The Lonely Hearts Club è una storia fresca e positiva di amicizia al femminile attraverso le note e le atmosfere beatlesiane a cui lo stesso titolo e il nome della protagonista sono ispirati.

“Io sottoscritta, Penny Lane Bloom, giuro solennemente di non uscire mai più con un ragazzo sino alla fine dei miei giorni. Si, va bene, magari tra dieci anni o giù di lì, quando non vivrò più a Parkview, Illinois, e non andrò più al liceo McKinley, potrò anche ripensarci, ma per adesso ho chiuso con i ragazzi. Sono tutti sporchi, bugiardi e traditori. La feccia dell’umanità. Dal primo all’ultimo. L’incarnazione stessa del male. Qualcuno a prima vista sembra onesto e gentile, certo, ma non appena ha ottenuto ciò che vuole, ti molla e punta al bersaglio successivo. Sicché, basta ragazzi. Non esco più con nessuno. Fine delle trasmissioni.”

Trama: Penny Lane è stufa dei ragazzi e stufa di uscire con loro, quindi ha deciso: basta.

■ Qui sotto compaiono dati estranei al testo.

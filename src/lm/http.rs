use serde::{Deserialize, Serialize};

use crate::lm::{GenerationParams, LanguageModel, ModelError};

/// Blocking JSON client for an inference sidecar exposing the model
/// capability as `POST {base}/generate` and `POST {base}/score`.
#[derive(Debug)]
pub struct HttpModelClient {
    base_url: String,
    http: reqwest::blocking::Client,
}

#[derive(Debug, Serialize)]
struct GenerateRequest<'a> {
    prompts: &'a [String],
    max_new_tokens: usize,
    top_k: usize,
    top_p: f64,
}

#[derive(Debug, Deserialize)]
struct GenerateResponse {
    texts: Vec<String>,
}

#[derive(Debug, Serialize)]
struct ScoreRequest<'a> {
    text: &'a str,
}

#[derive(Debug, Deserialize)]
struct ScoreResponse {
    avg_nll: f64,
}

impl HttpModelClient {
    pub fn new(base_url: impl Into<String>) -> Result<Self, ModelError> {
        let base_url = base_url.into();
        let http = reqwest::blocking::Client::builder().build()?;
        Ok(Self {
            base_url: base_url.trim_end_matches('/').to_string(),
            http,
        })
    }
}

impl LanguageModel for HttpModelClient {
    fn generate(
        &self,
        prompts: &[String],
        params: &GenerationParams,
    ) -> Result<Vec<String>, ModelError> {
        let request = GenerateRequest {
            prompts,
            max_new_tokens: params.max_new_tokens,
            top_k: params.top_k,
            top_p: params.top_p,
        };
        let response: GenerateResponse = self
            .http
            .post(format!("{}/generate", self.base_url))
            .json(&request)
            .send()?
            .error_for_status()?
            .json()?;
        if response.texts.len() != prompts.len() {
            return Err(ModelError::Malformed(format!(
                "expected {} texts, got {}",
                prompts.len(),
                response.texts.len()
            )));
        }
        Ok(response.texts)
    }

    fn avg_negative_log_likelihood(&self, text: &str) -> Result<f64, ModelError> {
        let response: ScoreResponse = self
            .http
            .post(format!("{}/score", self.base_url))
            .json(&ScoreRequest { text })
            .send()?
            .error_for_status()?
            .json()?;
        if !response.avg_nll.is_finite() {
            return Err(ModelError::Malformed(format!(
                "non-finite avg_nll {}",
                response.avg_nll
            )));
        }
        Ok(response.avg_nll)
    }
}
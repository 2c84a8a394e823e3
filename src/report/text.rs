use crate::model::metric::MetricFormula;
use crate::model::sample::SampleScores;
use crate::pipeline::stage4_rank::RankedEntry;
use crate::report::{RunSummary, format_score};

/// Full per-formula report: header, ranked entries, summary trailer.
pub fn render_ranked_report(
    formula: MetricFormula,
    entries: &[RankedEntry<'_>],
    summary: &RunSummary,
) -> String {
    let mut out = String::new();
    out.push_str(&format!(
        "======== top samples by {} ========\n\n",
        formula.describe()
    ));
    out.push_str(&render_entries(entries));
    out.push_str(&render_trailer(summary));
    out
}

pub fn render_entries(entries: &[RankedEntry<'_>]) -> String {
    let mut out = String::new();
    for (i, entry) in entries.iter().enumerate() {
        out.push_str(&entry_line(i + 1, entry));
        out.push('\n');
        out.push('\n');
        out.push_str(&entry.sample.text);
        out.push('\n');
        out.push('\n');
        out.push('\n');
    }
    out
}

fn entry_line(rank: usize, entry: &RankedEntry<'_>) -> String {
    match entry.sample.scores {
        SampleScores::Perplexity { ppl } => format!(
            "{rank}: ppl={}, score={}",
            format_score(ppl),
            format_score(entry.metric)
        ),
        SampleScores::PerplexityAndZlib { ppl, zlib } => format!(
            "{rank}: ppl={}, zlib={}, score={}",
            format_score(ppl),
            format_score(zlib as f64),
            format_score(entry.metric)
        ),
    }
}

fn render_trailer(summary: &RunSummary) -> String {
    format!(
        "=============================================\n\
         Total samples generated: {}\n\
         Total samples scored: {}\n\
         Percentage scored: {}\n",
        summary.attempted,
        summary.successful,
        summary.percentage_label()
    )
}
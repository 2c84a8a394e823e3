mod config;
mod input;
mod lm;
mod logging;
mod model;
mod pipeline;
mod report;
mod sampling;
mod score;
mod search;

use std::fs::File;
use std::io::{BufWriter, Write};
use std::path::{Path, PathBuf};

use clap::{Args, Parser, Subcommand};

use crate::config::{ExtractionConfig, SearchConfig};
use crate::input::load_pool;
use crate::lm::http::HttpModelClient;
use crate::model::metric::MetricFormula;
use crate::pipeline::stage1_prompts::{PromptSource, select_prompts};
use crate::pipeline::stage4_rank::{rank, top};
use crate::pipeline::stage5_report::{write_ranked_report, write_summary_json};
use crate::pipeline::{ExtractionRun, run_extraction};
use crate::report::json::{RankingStats, RunBlock, SummaryJson, ToolMeta};
use crate::report::text::render_entries;
use crate::report::NamedStats;
use crate::sampling::SkewedSampler;
use crate::search::{SearchClient, run_queries, write_trailer};

#[derive(Parser, Debug)]
#[command(name = "memsieve", version)]
#[command(about = "Ranks LM-generated text samples by training-data memorization signals.")]
struct Cli {
    #[command(subcommand)]
    command: Command,
}

#[derive(Subcommand, Debug)]
enum Command {
    /// Generate candidate texts, score them, and write ranked reports.
    Run(RunArgs),
    /// Probe a web-search API with sampled candidate strings.
    Search(SearchArgs),
}

#[derive(Args, Debug)]
struct RunArgs {
    /// Base URL of the inference sidecar.
    #[arg(long)]
    model_url: String,
    /// Directory for ranked reports and summary.json.
    #[arg(long)]
    out: PathBuf,
    /// Candidate pool file; prompts are skew-sampled from it when present.
    #[arg(long)]
    pool: Option<PathBuf>,
    /// Fixed prompt used for every batch when no pool is given.
    #[arg(long, default_value = "")]
    prompt: String,
    /// Total number of texts to generate.
    #[arg(long, default_value_t = 1000)]
    samples: usize,
    #[arg(long, default_value_t = 10)]
    batch_size: usize,
    #[arg(long, default_value_t = 256)]
    max_new_tokens: usize,
    #[arg(long, default_value_t = 40)]
    top_k: usize,
    #[arg(long, default_value_t = 1.0)]
    top_p: f64,
    /// Generated texts at or below this many characters are discarded.
    #[arg(long, default_value_t = 2)]
    min_chars: usize,
    /// Number of prompts drawn from the pool.
    #[arg(long, default_value_t = 100)]
    draws: usize,
    /// Scale constant of the skewed index transform.
    #[arg(long, default_value_t = 1000)]
    scale: usize,
    #[arg(long, default_value_t = 0)]
    seed: u64,
    /// Entries per ranked report file.
    #[arg(long, default_value_t = 1000)]
    top: usize,
    /// Ranking formula; repeatable. Defaults to every known formula.
    #[arg(long = "metric")]
    metrics: Vec<String>,
}

#[derive(Args, Debug)]
struct SearchArgs {
    /// Candidate pool file to sample queries from.
    #[arg(long)]
    pool: PathBuf,
    /// Output report file.
    #[arg(long)]
    out: PathBuf,
    /// Search engine identifier passed as the `cx` parameter.
    #[arg(long)]
    engine_id: String,
    #[arg(long, default_value = "https://www.googleapis.com/customsearch/v1")]
    endpoint: String,
    /// Name of the environment variable holding the API key.
    #[arg(long, default_value = "SEARCH_API_KEY")]
    api_key_env: String,
    /// Number of queries drawn from the pool.
    #[arg(long, default_value_t = 100)]
    draws: usize,
    /// Scale constant of the skewed index transform.
    #[arg(long, default_value_t = 1000)]
    scale: usize,
    #[arg(long, default_value_t = 0)]
    seed: u64,
}

fn main() {
    logging::init();
    if let Err(err) = run(Cli::parse()) {
        eprintln!("{err}");
        std::process::exit(1);
    }
}

fn run(cli: Cli) -> Result<(), Box<dyn std::error::Error>> {
    match cli.command {
        Command::Run(args) => run_pipeline(args),
        Command::Search(args) => run_search(args),
    }
}

fn run_pipeline(args: RunArgs) -> Result<(), Box<dyn std::error::Error>> {
    let cfg = extraction_config(&args);
    cfg.validate()?;
    let formulas = resolve_formulas(&args.metrics)?;

    let pool = args.pool.as_deref().map(load_pool).transpose()?;
    let source = select_prompts(pool.as_deref(), &args.prompt, &cfg)?;
    let model = HttpModelClient::new(args.model_url.as_str())?;

    let run = run_extraction(&model, &source, &cfg)?;
    tracing::info!(
        attempted = run.summary.attempted,
        scored = run.summary.successful,
        "extraction complete"
    );

    let mut ranking_stats = Vec::with_capacity(formulas.len());
    for formula in &formulas {
        let ranking = rank(&run.samples, *formula);
        println!("======== top samples by {} ========", formula.describe());
        println!("{}", render_entries(top(&ranking.entries, cfg.print_top)));
        write_ranked_report(&args.out, &ranking, &run.summary, cfg.report_top)?;
        ranking_stats.push(RankingStats {
            metric: formula.name(),
            ranked: ranking.entries.len(),
            excluded: ranking.excluded.len(),
        });
    }

    let summary = build_summary_json(&run, &cfg, &source, ranking_stats);
    write_summary_json(&args.out, &summary)?;
    Ok(())
}

fn run_search(args: SearchArgs) -> Result<(), Box<dyn std::error::Error>> {
    let api_key = std::env::var(&args.api_key_env)
        .map_err(|_| format!("environment variable {} is not set", args.api_key_env))?;

    let pool = load_pool(&args.pool)?;
    let draws = args.draws.min(pool.len());
    if draws < args.draws {
        tracing::warn!(
            requested = args.draws,
            pool = pool.len(),
            "query draw count capped at pool size"
        );
    }
    let mut sampler = SkewedSampler::new(args.scale, args.seed);
    let queries = sampler.sample(&pool, draws)?;

    let client = SearchClient::new(SearchConfig {
        endpoint: args.endpoint,
        api_key,
        engine_id: args.engine_id,
    })?;

    let mut out = BufWriter::new(File::create(&args.out)?);
    let summary = run_queries(&client, &queries, &mut out)?;
    write_trailer(&mut out, &summary)?;
    out.flush()?;

    println!("Total search terms: {}", summary.attempted);
    println!("Total successful searches: {}", summary.successful);
    println!(
        "Percentage of successful searches: {}",
        summary.percentage_label()
    );
    Ok(())
}

fn extraction_config(args: &RunArgs) -> ExtractionConfig {
    let mut cfg = ExtractionConfig::default_v1();
    cfg.n_samples = args.samples;
    cfg.batch_size = args.batch_size;
    cfg.max_new_tokens = args.max_new_tokens;
    cfg.top_k = args.top_k;
    cfg.top_p = args.top_p;
    cfg.min_text_chars = args.min_chars;
    cfg.prompt_draws = args.draws;
    cfg.pool_scale = args.scale;
    cfg.seed = args.seed;
    cfg.report_top = args.top;
    cfg
}

fn resolve_formulas(names: &[String]) -> Result<Vec<MetricFormula>, String> {
    if names.is_empty() {
        return Ok(MetricFormula::ALL.to_vec());
    }
    names
        .iter()
        .map(|name| {
            MetricFormula::from_name(name).ok_or_else(|| {
                let known: Vec<&str> = MetricFormula::ALL.iter().map(|f| f.name()).collect();
                format!("unknown metric '{}' (known: {})", name, known.join(", "))
            })
        })
        .collect()
}

fn build_summary_json(
    run: &ExtractionRun,
    cfg: &ExtractionConfig,
    source: &PromptSource,
    rankings: Vec<RankingStats>,
) -> SummaryJson {
    let ppl: Vec<f64> = run.samples.iter().map(|s| s.scores.perplexity()).collect();
    let zlib: Vec<f64> = run
        .samples
        .iter()
        .filter_map(|s| s.scores.compressed_size())
        .map(|z| z as f64)
        .collect();
    SummaryJson {
        tool: ToolMeta {
            name: "memsieve",
            version: env!("CARGO_PKG_VERSION"),
            git_hash: read_git_hash(Path::new(".")),
        },
        run: RunBlock {
            samples_requested: cfg.n_samples,
            samples_generated: run.summary.attempted,
            samples_scored: run.summary.successful,
            success_percentage: run.summary.percentage().ok(),
            batch_size: cfg.batch_size,
            seed: cfg.seed,
            prompt_source: source.label(),
        },
        distributions: vec![
            NamedStats::from_values("ppl", &ppl),
            NamedStats::from_values("zlib", &zlib),
        ],
        rankings,
    }
}

fn read_git_hash(repo_root: &Path) -> Option<String> {
    let head = repo_root.join(".git/HEAD");
    let content = std::fs::read_to_string(head).ok()?;
    if let Some(ref_line) = content.strip_prefix("ref: ") {
        let ref_path = repo_root.join(".git").join(ref_line.trim());
        return std::fs::read_to_string(ref_path)
            .ok()
            .map(|s| s.trim().to_string());
    }
    Some(content.trim().to_string())
}
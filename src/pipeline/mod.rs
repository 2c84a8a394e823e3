pub mod stage1_prompts;
pub mod stage2_generate;
pub mod stage3_score;
pub mod stage4_rank;
pub mod stage5_report;

use crate::config::ExtractionConfig;
use crate::lm::{GenerationParams, LanguageModel, ModelError};
use crate::model::sample::Sample;
use crate::report::RunSummary;
use crate::sampling::SamplingError;
use stage1_prompts::PromptSource;

#[derive(Debug, thiserror::Error)]
pub enum PipelineError {
    #[error("sampling failed: {0}")]
    Sampling(#[from] SamplingError),
    #[error("model inference failed: {0}")]
    Model(#[from] ModelError),
    #[error("IO error: {0}")]
    Io(#[from] std::io::Error),
    #[error("report serialization failed: {0}")]
    Render(#[from] serde_json::Error),
}

/// Everything a run accumulates: the append-only sample collection and the
/// attempt/success counters. Rankings are derived from this on demand.
#[derive(Debug)]
pub struct ExtractionRun {
    pub samples: Vec<Sample>,
    pub summary: RunSummary,
}

/// The batch loop. Strictly sequential: each batch is generated and scored
/// to completion before the next begins, and only the inference calls leave
/// this process.
pub fn run_extraction(
    model: &dyn LanguageModel,
    source: &PromptSource,
    cfg: &ExtractionConfig,
) -> Result<ExtractionRun, PipelineError> {
    let params = GenerationParams {
        max_new_tokens: cfg.max_new_tokens,
        top_k: cfg.top_k,
        top_p: cfg.top_p,
    };

    let num_batches = cfg.n_samples.div_ceil(cfg.batch_size);
    let mut samples: Vec<Sample> = Vec::with_capacity(cfg.n_samples);
    let mut attempted = 0usize;
    let mut next_order = 0usize;

    for batch in 0..num_batches {
        let produced = batch * cfg.batch_size;
        let size = cfg.batch_size.min(cfg.n_samples - produced);
        let prompts = stage1_prompts::batch_prompts(source, produced, size);

        let texts = stage2_generate::generate_batch(model, &prompts, &params)?;
        let outcome = stage3_score::score_texts(model, texts, &mut next_order, cfg.min_text_chars)?;

        attempted += outcome.attempted;
        samples.extend(outcome.samples);
        tracing::info!(
            batch = batch + 1,
            batches = num_batches,
            scored = samples.len(),
            attempted,
            "batch complete"
        );
    }

    Ok(ExtractionRun {
        summary: RunSummary {
            attempted,
            successful: samples.len(),
        },
        samples,
    })
}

Troppi appuntamenti noiosi e troppi tradimenti le hanno fatto collezionare sofferenze e delusioni una dopo l’altra. Ben presto, però, molte delle sue compagne vogliono saperne di più della sua scelta personale: sembra infatti che Penny non sia l’unica a non volerne più sapere dei ragazzi. Nel suo liceo la voglia di smettere di fare di tutto per piacere al ragazzo dei propri sogni si sta diffondendo a macchia d’olio. Di qui, la decisione di dare una forma e uno statuto a questa ritrovata indipendenza dagli affari di cuore: le ragazze “liberate” dai condizionamenti dell’amore decidono così di fondare il Lonely Hearts Club. Perché i ragazzi vanno e vengono ma le amiche sono per sempre. Penny Lane sarà la leader orgogliosa e combattiva del club che, attraverso la riscoperta solidarietà tra amiche, conquisterà il massimo della popolarità nel liceo. Peccato, però, che un giorno incontrerà un ragazzo che ne metterà a dura prova le convinzioni.

Stephenie Meyer, autrice della saga di Twilight, che è anche rivolta ad un pubblico adolescenziale, ha definito The Lonely Hearts Club «un libro imperdibile per chiunque si sia mai innamorato o abbia mai sofferto per amore. Un fantastico e divertentissimo esordio».

A me il libro è piaciuto. Sì, forse alla mia età è più idoneo un romanzo della Kinsella, visto che di solito si tende a mettersi nei panni della protagonista delle storie che leggiamo e in questa la protagonista ha 16 anni, ma la mia parte ancora adolescente ha gradito. Insomma, se avessi avuto 10 anni di meno forse l’avrei apprezzato ancora di più.